**Data to examine**
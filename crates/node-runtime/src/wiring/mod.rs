//! # Service Wiring
//!
//! Connects collaborator actors through a [`shared_bus::LocalRouter`].
//! Actors never hold references to each other; everything they send goes
//! back through the router as a signed envelope.

pub mod choreography;

pub use choreography::{
    ChoreographyError, ChoreographyOutcome, ResearchChoreography, DEMO_CLIENT,
};
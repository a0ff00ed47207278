//! # Shared Types Crate
//!
//! This crate contains the signed [`Envelope`], the [`AuthCodec`] used to sign
//! and verify both envelopes and HTTP requests, and every entity and payload
//! exchanged between the registry, the research services and the orchestrator.
//!
//! ## Design Principles
//!
//! - **Single Source of Truth**: all cross-service types are defined here.
//! - **Envelope Integrity**: an envelope's signature covers every addressed
//!   field; mutation after signing is detectable.
//! - **Typed Dispatch**: message kinds are a closed enum; the string form is a
//!   wire detail.

pub mod entities;
pub mod envelope;
pub mod errors;
pub mod ipc;
pub mod security;

pub use entities::*;
pub use envelope::{Envelope, MessageKind, Payload, TYPE_KEY};
pub use errors::*;
pub use ipc::*;
pub use security::*;
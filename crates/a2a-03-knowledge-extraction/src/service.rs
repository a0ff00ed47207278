use crate::domain::{
    analyze_credibility, identify_trends, InsightExtractor, InsightStore, KnowledgeError,
};
use chrono::Utc;
use shared_types::{CredibilityAnalysis, InsightBatch, InsightStats, SearchResult, TrendReport};
use std::sync::Arc;
use tracing::info;

/// Shared by the HTTP API and the envelope handlers.
#[derive(Clone)]
pub struct KnowledgeService {
    extractor: Arc<InsightExtractor>,
    store: Arc<InsightStore>,
}

impl KnowledgeService {
    pub fn new() -> Result<Self, KnowledgeError> {
        Ok(Self {
            extractor: Arc::new(InsightExtractor::new()?),
            store: Arc::new(InsightStore::new()),
        })
    }

    /// Extracts insights from `results` and remembers them.
    pub fn extract(&self, results: &[SearchResult]) -> InsightBatch {
        let insights = self.extractor.extract_all(results, Utc::now());
        self.store.insert_all(&insights);
        info!(
            sources = results.len(),
            insights = insights.len(),
            "[knowledge-extraction] Extracted insights"
        );
        InsightBatch::from(insights)
    }

    pub fn credibility(&self, results: &[SearchResult]) -> CredibilityAnalysis {
        let analysis = analyze_credibility(results);
        info!(
            sources = analysis.total_sources,
            high = analysis.high_credibility,
            "[knowledge-extraction] Analyzed credibility"
        );
        analysis
    }

    pub fn trends(&self, results: &[SearchResult]) -> TrendReport {
        let report = identify_trends(results);
        info!(trends = report.trends.len(), "[knowledge-extraction] Identified trends");
        report
    }

    pub fn stats(&self) -> InsightStats {
        self.store.stats()
    }

    pub fn store(&self) -> &InsightStore {
        &self.store
    }
}

#[cfg(test)]
mod tests {
    use super::*;

    #[test]
    fn test_extract_updates_stats() {
        let service = KnowledgeService::new().unwrap();
        let result = SearchResult {
            id: "r".into(),
            title: "Quantum Computing".into(),
            url: "https://www.science.org/doi/1".into(),
            snippet: "New algorithms from NIST".into(),
            source: "www.science.org".into(),
            search_query: "q".into(),
            relevance_score: 0.9,
            extracted_at: None,
        };
        let batch = service.extract(&[result.clone()]);
        assert_eq!(batch.total_insights, batch.insights.len());
        assert_eq!(service.stats().total_insights, batch.total_insights);

        let clone = service.clone();
        clone.extract(&[result]);
        assert_eq!(service.stats().total_insights, 2 * batch.total_insights);
    }
}
//! HTTP API: `GET /health` (open) and `POST /search` (signed).

use crate::service::WebSearchService;
use axum::extract::State;
use axum::routing::post;
use axum::{Extension, Json, Router};
use shared_transport::{health_routes, AuthenticatedService, SignatureAuthLayer};
use shared_types::{AuthCodec, SearchRequest, SearchResponse, ServiceRole};
use tracing::info;

pub fn router(service: WebSearchService, codec: AuthCodec) -> Router {
    Router::new()
        .route("/search", post(search))
        .route_layer(SignatureAuthLayer::new(codec))
        .with_state(service)
        .merge(health_routes(ServiceRole::WebSearch.service_name()))
}

async fn search(
    State(service): State<WebSearchService>,
    Extension(caller): Extension<AuthenticatedService>,
    Json(request): Json<SearchRequest>,
) -> Json<SearchResponse> {
    info!(caller = %caller.0, query = %request.query_text, "[web-search] Search request");
    Json(service.search(&request).await)
}

#[cfg(test)]
mod tests {
    use super::*;
    use crate::adapters::CatalogSearchBackend;
    use axum::body::{to_bytes, Body};
    use axum::http::{Request, StatusCode};
    use serde_json::{json, Value};
    use std::sync::Arc;
    use tower::ServiceExt;

    fn app() -> (Router, AuthCodec) {
        let codec = AuthCodec::new("test-secret");
        let service = WebSearchService::new(Arc::new(CatalogSearchBackend::default()));
        (router(service, codec.clone()), codec)
    }

    fn signed(codec: &AuthCodec, body: &Value) -> Request<Body> {
        let bytes = body.to_string().into_bytes();
        let headers = codec.auth_headers("research-client", &bytes);
        let mut builder = Request::post("/search").header("content-type", "application/json");
        for (name, value) in headers.pairs() {
            builder = builder.header(name, value);
        }
        builder.body(Body::from(bytes)).unwrap()
    }

    #[tokio::test]
    async fn test_signed_search() {
        let (app, codec) = app();
        let req = signed(&codec, &json!({"query_text": "quantum computing", "max_results": 2}));
        let resp = app.oneshot(req).await.unwrap();
        assert_eq!(resp.status(), StatusCode::OK);

        let body: SearchResponse =
            serde_json::from_slice(&to_bytes(resp.into_body(), usize::MAX).await.unwrap()).unwrap();
        assert_eq!(body.query, "quantum computing");
        assert_eq!(body.total_results, 2);
    }

    #[tokio::test]
    async fn test_unsigned_search_rejected() {
        let (app, _) = app();
        let req = Request::post("/search")
            .header("content-type", "application/json")
            .body(Body::from(r#"{"query_text":"x"}"#))
            .unwrap();
        let resp = app.oneshot(req).await.unwrap();
        assert_eq!(resp.status(), StatusCode::UNAUTHORIZED);
    }

    #[tokio::test]
    async fn test_health_is_open() {
        let (app, _) = app();
        let resp = app
            .oneshot(Request::get("/health").body(Body::empty()).unwrap())
            .await
            .unwrap();
        assert_eq!(resp.status(), StatusCode::OK);
        let body: Value =
            serde_json::from_slice(&to_bytes(resp.into_body(), usize::MAX).await.unwrap()).unwrap();
        assert_eq!(body, json!({"status": "healthy", "service": "web-search"}));
    }
}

**About this task**
Only the lines from the beginning of the material above through the line with "entity and payload" are wanted; extract them exactly.

**Solved exercise**
filename crates/node-runtime/src/wiring/mod.rs
//! # Service Wiring
//!
//! Connects collaborator actors through a [`shared_bus::LocalRouter`].
//! Actors never hold references to each other; everything they send goes
//! back through the router as a signed envelope.

pub mod choreography;

pub use choreography::{
    ChoreographyError, ChoreographyOutcome, ResearchChoreography, DEMO_CLIENT,
};
repository a0ff00ed47207278
//! # Shared Types Crate
//!
//! This crate contains the signed [`Envelope`], the [`AuthCodec`] used to sign
//! and verify both envelopes and HTTP requests, and every entity and payload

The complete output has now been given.